The analyst claimed this is the highest growth in the last 20 years, demonstrating the resiliency of demand for software in the face of major macroeconomic factors.
Growth was primarily driven by increased price of software licenses (reflecting high inflation), customers locked in with existing partners, and contracts signed for longer time periods than in previous years.
While worldwide IT spending is on a downward trend in 2023 and European IT security spending continues to grow, the European software market is predicted to slightly slow down at 11.7 per cent, owing to general caution across all sectors.
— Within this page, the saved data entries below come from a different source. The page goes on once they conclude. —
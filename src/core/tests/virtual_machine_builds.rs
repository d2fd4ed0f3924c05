// Copyright 2025 Katapult Rust Contributors
//
// Licensed under the Apache License, Version 2.0 (the "License");
// you may not use this file except in compliance with the License.
// You may obtain a copy of the License at
//
//     https://www.apache.org/licenses/LICENSE-2.0
//
// Unless required by applicable law or agreed to in writing, software
// distributed under the License is distributed on an "AS IS" BASIS,
// WITHOUT WARRANTIES OR CONDITIONS OF ANY KIND, either express or implied.
// See the License for the specific language governing permissions and
// limitations under the License.

#[cfg(test)]
mod tests {
    use anyhow::Result;
    use httptest::{Expectation, Server, matchers::*, responders::*};
    use katapult_core::{
        Client, DataCenterRef, DiskTemplateOption, DiskTemplateRef, OrganizationRef,
        VirtualMachineBuildArguments, VirtualMachineBuildState,
    };
    use serde_json::json;

    fn test_client(server: &Server) -> Client {
        let transport = katapult::Client::builder()
            .endpoint(format!("http://{}", server.addr()))
            .api_token("kat_test")
            .build()
            .unwrap();
        Client::new(transport)
    }

    #[tokio::test]
    async fn get_reads_virtual_machine_build_key() -> Result<()> {
        let server = Server::run();
        server.expect(
            Expectation::matching(request::method_path(
                "GET",
                "/core/v1/virtual_machines/builds/vmbuild_1",
            ))
            .respond_with(json_encoded(json!({
                "virtual_machine_build": {"id": "vmbuild_1", "state": "complete"},
            }))),
        );

        let client = test_client(&server);
        let response = client.virtual_machine_builds().get_by_id("vmbuild_1").await?;
        assert_eq!(response.body().id, "vmbuild_1");
        assert_eq!(response.body().state, VirtualMachineBuildState::Complete);
        Ok(())
    }

    #[tokio::test]
    async fn get_accepts_legacy_build_key() -> Result<()> {
        let server = Server::run();
        server.expect(
            Expectation::matching(request::method_path(
                "GET",
                "/core/v1/virtual_machines/builds/vmbuild_1",
            ))
            .respond_with(json_encoded(json!({
                "build": {"id": "vmbuild_1", "state": "building"},
            }))),
        );

        let client = test_client(&server);
        let response = client.virtual_machine_builds().get_by_id("vmbuild_1").await?;
        assert_eq!(response.body().id, "vmbuild_1");
        assert_eq!(response.body().state, VirtualMachineBuildState::Building);
        Ok(())
    }

    #[tokio::test]
    async fn create_posts_selections() -> Result<()> {
        let server = Server::run();
        server.expect(
            Expectation::matching(all_of![
                request::method("POST"),
                request::path("/core/v1/organizations/_/virtual_machines/build"),
                request::body(json_decoded(eq(json!({
                    "organization": {"sub_domain": "acme"},
                    "hostname": "web-01",
                    "data_center": {"permalink": "uk-lon-01"},
                    "disk_template": {"permalink": "templates/ubuntu-22-04"},
                    "disk_template_options": [{"key": "install_agent", "value": "true"}],
                })))),
            ])
            .respond_with(json_encoded(json!({
                "task": {"id": "task_1", "status": "pending"},
                "virtual_machine_build": {"id": "vmbuild_new", "state": "pending"},
            }))),
        );

        let client = test_client(&server);
        let org = OrganizationRef::SubDomain("acme".into());
        let args = VirtualMachineBuildArguments {
            data_center: Some(DataCenterRef::Permalink("uk-lon-01".into())),
            disk_template: Some(DiskTemplateRef::Permalink("templates/ubuntu-22-04".into())),
            disk_template_options: vec![DiskTemplateOption {
                key: "install_agent".into(),
                value: "true".into(),
            }],
            hostname: Some("web-01".into()),
            ..Default::default()
        };
        let response = client.virtual_machine_builds().create(&org, &args).await?;
        assert_eq!(response.body().id, "vmbuild_new");
        assert_eq!(response.body().state, VirtualMachineBuildState::Pending);
        Ok(())
    }
}
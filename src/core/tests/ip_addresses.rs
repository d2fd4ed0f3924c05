// Copyright 2025 Katapult Rust Contributors
//
// Licensed under the Apache License, Version 2.0 (the "License");
// you may not use this file except in compliance with the License.
// You may obtain a copy of the License at
//
//     https://www.apache.org/licenses/LICENSE-2.0
//
// Unless required by applicable law or agreed to in writing, software
// distributed under the License is distributed on an "AS IS" BASIS,
// WITHOUT WARRANTIES OR CONDITIONS OF ANY KIND, either express or implied.
// See the License for the specific language governing permissions and
// limitations under the License.

#[cfg(test)]
mod tests {
    use anyhow::Result;
    use httptest::{Expectation, Server, matchers::*, responders::*};
    use katapult::ListOptions;
    use katapult_core::{
        Client, IpAddressCreateArguments, IpAddressRef, IpAddressUpdateArguments, IpVersion,
        NetworkRef, OrganizationRef,
    };
    use serde_json::json;

    fn test_client(server: &Server) -> Client {
        let transport = katapult::Client::builder()
            .endpoint(format!("http://{}", server.addr()))
            .api_token("kat_test")
            .build()
            .unwrap();
        Client::new(transport)
    }

    #[tokio::test]
    async fn list_injects_pagination_and_surfaces_metadata() -> Result<()> {
        let server = Server::run();
        server.expect(
            Expectation::matching(all_of![
                request::method("GET"),
                request::path("/core/v1/organizations/_/ip_addresses"),
                request::query(url_decoded(contains(("organization[sub_domain]", "acme")))),
                request::query(url_decoded(contains(("page", "2")))),
                request::query(url_decoded(contains(("per_page", "5")))),
            ])
            .respond_with(json_encoded(json!({
                "pagination": {
                    "current_page": 2,
                    "total_pages": 4,
                    "total": 17,
                    "per_page": 5,
                    "large_set": false,
                },
                "ip_addresses": [
                    {"id": "ip_1", "address": "10.0.0.1"},
                    {"id": "ip_2", "address": "10.0.0.2"},
                ],
            }))),
        );

        let client = test_client(&server);
        let org = OrganizationRef::SubDomain("acme".into());
        let opts = ListOptions::default().page(2).per_page(5);
        let response = client.ip_addresses().list(&org, Some(opts)).await?;

        let pagination = response.pagination().expect("list carries pagination");
        assert_eq!(pagination.current_page, 2);
        assert_eq!(pagination.total, 17);
        let addresses = response.into_body();
        assert_eq!(addresses.len(), 2);
        assert_eq!(addresses[0].id, "ip_1");
        assert_eq!(addresses[1].address, "10.0.0.2");
        Ok(())
    }

    #[tokio::test]
    async fn create_sends_organization_and_selections() -> Result<()> {
        let server = Server::run();
        server.expect(
            Expectation::matching(all_of![
                request::method("POST"),
                request::path("/core/v1/organizations/_/ip_addresses"),
                request::body(json_decoded(eq(json!({
                    "organization": {"sub_domain": "acme"},
                    "network": {"permalink": "prod"},
                    "version": "ipv4",
                    "vip": true,
                })))),
            ])
            .respond_with(json_encoded(json!({
                "ip_address": {"id": "ip_new", "address": "185.1.2.3", "vip": true},
            }))),
        );

        let client = test_client(&server);
        let org = OrganizationRef::SubDomain("acme".into());
        let args = IpAddressCreateArguments {
            network: Some(NetworkRef::Permalink("prod".into())),
            version: Some(IpVersion::V4),
            vip: Some(true),
            label: None,
        };
        let response = client.ip_addresses().create(&org, &args).await?;
        assert_eq!(response.body().id, "ip_new");
        assert!(response.body().vip);
        Ok(())
    }

    #[tokio::test]
    async fn update_identifies_address_in_body() -> Result<()> {
        let server = Server::run();
        server.expect(
            Expectation::matching(all_of![
                request::method("PATCH"),
                request::path("/core/v1/ip_addresses/_"),
                request::body(json_decoded(eq(json!({
                    "ip_address": {"id": "ip_1"},
                    "reverse_dns": "mail.example.com",
                })))),
            ])
            .respond_with(json_encoded(json!({
                "ip_address": {"id": "ip_1", "reverse_dns": "mail.example.com"},
            }))),
        );

        let client = test_client(&server);
        let args = IpAddressUpdateArguments {
            reverse_dns: Some("mail.example.com".into()),
            ..Default::default()
        };
        let response = client
            .ip_addresses()
            .update(&IpAddressRef::Id("ip_1".into()), &args)
            .await?;
        assert_eq!(response.body().reverse_dns, "mail.example.com");
        Ok(())
    }

    #[tokio::test]
    async fn delete_passes_ref_as_query_filter() -> Result<()> {
        let server = Server::run();
        server.expect(
            Expectation::matching(all_of![
                request::method("DELETE"),
                request::path("/core/v1/ip_addresses/_"),
                request::query(url_decoded(contains(("ip_address[address]", "10.0.0.1")))),
            ])
            .respond_with(status_code(200).body("{}")),
        );

        let client = test_client(&server);
        let response = client
            .ip_addresses()
            .delete(&IpAddressRef::Address("10.0.0.1".into()))
            .await?;
        assert_eq!(response.status().as_u16(), 200);
        Ok(())
    }

    #[tokio::test]
    async fn get_missing_body_key_is_deserialization_error() -> Result<()> {
        let server = Server::run();
        server.expect(
            Expectation::matching(request::method_path("GET", "/core/v1/ip_addresses/_"))
                .respond_with(json_encoded(json!({}))),
        );

        let client = test_client(&server);
        let err = client
            .ip_addresses()
            .get_by_id("ip_1")
            .await
            .unwrap_err();
        assert!(err.is_deserialization(), "{err:?}");
        assert!(format!("{err}").contains("ip_address"), "{err}");
        Ok(())
    }
}
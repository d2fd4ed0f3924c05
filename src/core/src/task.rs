// Copyright 2025 Katapult Rust Contributors
//
// Licensed under the Apache License, Version 2.0 (the "License");
// you may not use this file except in compliance with the License.
// You may obtain a copy of the License at
//
//     https://www.apache.org/licenses/LICENSE-2.0
//
// Unless required by applicable law or agreed to in writing, software
// distributed under the License is distributed on an "AS IS" BASIS,
// WITHOUT WARRANTIES OR CONDITIONS OF ANY KIND, either express or implied.
// See the License for the specific language governing permissions and
// limitations under the License.

use crate::client::{execute, unwrap_field};
use katapult::query::QueryValues;
use katapult::{Response, Result};
use reqwest::Method;

/// A background job spawned by an asynchronous operation such as a purge or
/// a virtual machine state change.
#[derive(Clone, Debug, Default, PartialEq, serde::Deserialize, serde::Serialize)]
#[serde(default)]
pub struct Task {
    pub id: String,
    pub name: String,
    pub status: TaskStatus,
    pub created_at: Option<i64>,
    pub started_at: Option<i64>,
    pub finished_at: Option<i64>,
    pub progress: u32,
}

#[derive(Clone, Copy, Debug, Default, PartialEq, Eq, serde::Deserialize, serde::Serialize)]
#[serde(rename_all = "snake_case")]
pub enum TaskStatus {
    #[default]
    Pending,
    Running,
    Completed,
    Failed,
}

#[derive(Debug, Default, serde::Deserialize)]
#[serde(default)]
struct ResponseBody {
    task: Option<Task>,
}

#[derive(Clone, Debug)]
pub struct TasksClient {
    inner: katapult::Client,
}

impl TasksClient {
    pub fn new(transport: katapult::Client) -> Self {
        Self { inner: transport }
    }

    pub async fn get_by_id(&self, id: &str) -> Result<Response<Task>> {
        let path = format!("core/v1/tasks/{id}");
        let response: Response<ResponseBody> = execute(
            &self.inner,
            Method::GET,
            &path,
            &QueryValues::new(),
            None::<&()>,
        )
        .await?;
        unwrap_field(response.map(|b| b.task), "task")
    }
}

#[cfg(test)]
mod tests {
    use super::*;

    #[test]
    fn status_decodes() {
        let task: Task = serde_json::from_value(serde_json::json!({
            "id": "task_bdh2OyJUzVYCbsZe",
            "name": "Purge items from trash",
            "status": "completed",
            "progress": 100,
        }))
        .unwrap();
        assert_eq!(task.status, TaskStatus::Completed);
        assert_eq!(task.progress, 100);
        assert_eq!(task.finished_at, None);
    }
}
Although IDC expects the five-year compound annual growth rate (CAGR) for 2022-2027 to be 12 per cent for the European software market overall, three main areas are predicted to grow substantially faster.
AI leads the way
Artificial intelligence platforms have an expected CAGR of 41 per cent (reflecting a 16 times increase from 2018 to 2027), followed by integration and orchestration middleware with a CAGR of 24 per cent and software quality and life cycle tools with a CAGR of 20 per cent.
In addition to those top three segments, IDC forecasts the overall application development and deployment market (platform as a service) to post a 18 per cent CAGR, making it a key spending driver.
Prior to the COVID era, applications were the leading software investment area for European companies, IDC said. Security software was central to companies' investment strategies during the pandemic period and in 2022, when the number of DDOS attacks reached a record high.
Healthy growth in security spending is expected throughout the forecast period, alongside an increasing demand for tools used by developers and integration specialists.
"Applications integration, business transactions, and automated decision making - including predictive and prescriptive analytics - are growth areas now, and we expect demand to be stable or increasing for the next five years, underpinned by massive AI enablement," says Tomas Doktor, research manager with IDC European Software.
"New capabilities and services based on GenAI will open opportunities for competitive differentiation and revenue growth for vendors that can offer those solutions with the appropriate security and governance."